**PROBLEM TO WORK ON:**
Take each line in the entries below that holds "YYYY" and show it.

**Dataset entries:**
[Start of section]
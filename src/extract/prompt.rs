// src/extract/prompt.rs

/// First `max_chars` characters of `s`, cut on a char boundary.
pub fn truncate_chars(s: &str, max_chars: usize) -> &str {
    match s.char_indices().nth(max_chars) {
        Some((idx, _)) => &s[..idx],
        None => s,
    }
}

/// The fixed extraction instruction with the page URL and markup embedded.
pub fn build_prompt(url: &str, html: &str) -> String {
    format!(
        "Extract art exhibition information from this webpage. Return ONLY a JSON object with these exact fields:
- venue_name: The name of the gallery or venue
- title: The title of the exhibition
- start_date: The start date of the exhibition (format: YYYY-MM-DD)
- end_date: The end date of the exhibition (format: YYYY-MM-DD)
- website: The URL ({url})

If any field cannot be determined, use an empty string \"\".

HTML content:
{html}"
    )
}
//! The greeter report: greeting, timestamp, sum and completion lines.

use crate::clock::{format_timestamp_with, Clock};
use crate::config::GreeterConfig;
use crate::error::Result;
use crate::sequence::NumberSequence;
use serde::Serialize;
use std::io::Write;
use tracing::{debug, trace};

pub const GREETING: &str = "🐹 Hello from Go in Turborepo!";
pub const INTEGRATION_OK: &str = "Go and Turborepo integration is working!";
pub const COMPLETED: &str = "✅ Go app completed successfully!";

/// Everything the reporter prints, captured once
#[derive(Debug, Clone, PartialEq)]
pub struct Report {
    pub timestamp: String,
    pub numbers: NumberSequence,
    pub sum: i64,
}

/// Structured form printed by `--json`
#[derive(Debug, Serialize)]
struct JsonReport<'a> {
    message: &'static str,
    status: &'static str,
    timestamp: &'a str,
    numbers: &'a NumberSequence,
    sum: i64,
    product: i64,
    squares: Vec<i64>,
    completed: &'static str,
}

impl Report {
    /// Read the clock once and accumulate the configured numbers
    pub fn capture(clock: &dyn Clock, config: &GreeterConfig) -> Result<Self> {
        let now = clock.now();
        let timestamp = format_timestamp_with(&now, &config.time_format);
        trace!("Clock read: {}", now.to_rfc3339());

        let sum = config.numbers.sum()?;
        debug!("Sum of {} numbers = {}", config.numbers.len(), sum);

        Ok(Self {
            timestamp,
            numbers: config.numbers.clone(),
            sum,
        })
    }

    /// The report lines, in print order
    pub fn lines(&self) -> [String; 5] {
        [
            GREETING.to_string(),
            INTEGRATION_OK.to_string(),
            format!("Current time: {}", self.timestamp),
            format!("Sum of {} = {}", self.numbers, self.sum),
            COMPLETED.to_string(),
        ]
    }

    pub fn write_text<W: Write>(&self, out: &mut W) -> Result<()> {
        for line in self.lines() {
            writeln!(out, "{}", line)?;
        }
        out.flush()?;
        Ok(())
    }

    pub fn to_json(&self) -> Result<String> {
        let doc = JsonReport {
            message: GREETING,
            status: "working",
            timestamp: &self.timestamp,
            numbers: &self.numbers,
            sum: self.sum,
            product: self.numbers.product()?,
            squares: self.numbers.squares()?,
            completed: COMPLETED,
        };
        Ok(serde_json::to_string_pretty(&doc)?)
    }

    pub fn write_json<W: Write>(&self, out: &mut W) -> Result<()> {
        writeln!(out, "{}", self.to_json()?)?;
        out.flush()?;
        Ok(())
    }
}
//! CLI - Command-line argument parsing
//!
//! Defines the CLI structure using clap.
//! Keeps argument parsing separate from execution logic.

use clap::{ArgAction, Parser};
use std::path::PathBuf;

/// Turbo Greeter CLI
#[derive(Parser, Debug, Default)]
#[command(name = "turbo-greeter")]
#[command(about = "Prints a greeting, the local time and the sum of a number list", long_about = None)]
#[command(version = env!("GREETER_VERSION"))]
pub struct Cli {
    /// Print the report as JSON
    #[arg(long)]
    pub json: bool,

    /// TOML file overriding the numbers and time format
    #[arg(long, value_name = "PATH")]
    pub config: Option<PathBuf>,

    /// Log to stderr (-v info, -vv debug, -vvv trace)
    #[arg(short, long, action = ArgAction::Count)]
    pub verbose: u8,
}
[End of section]
**RESPONSE TO THIS TASK:**
- start_date: The start date of the exhibition (format: YYYY-MM-DD)
- end_date: The end date of the exhibition (format: YYYY-MM-DD)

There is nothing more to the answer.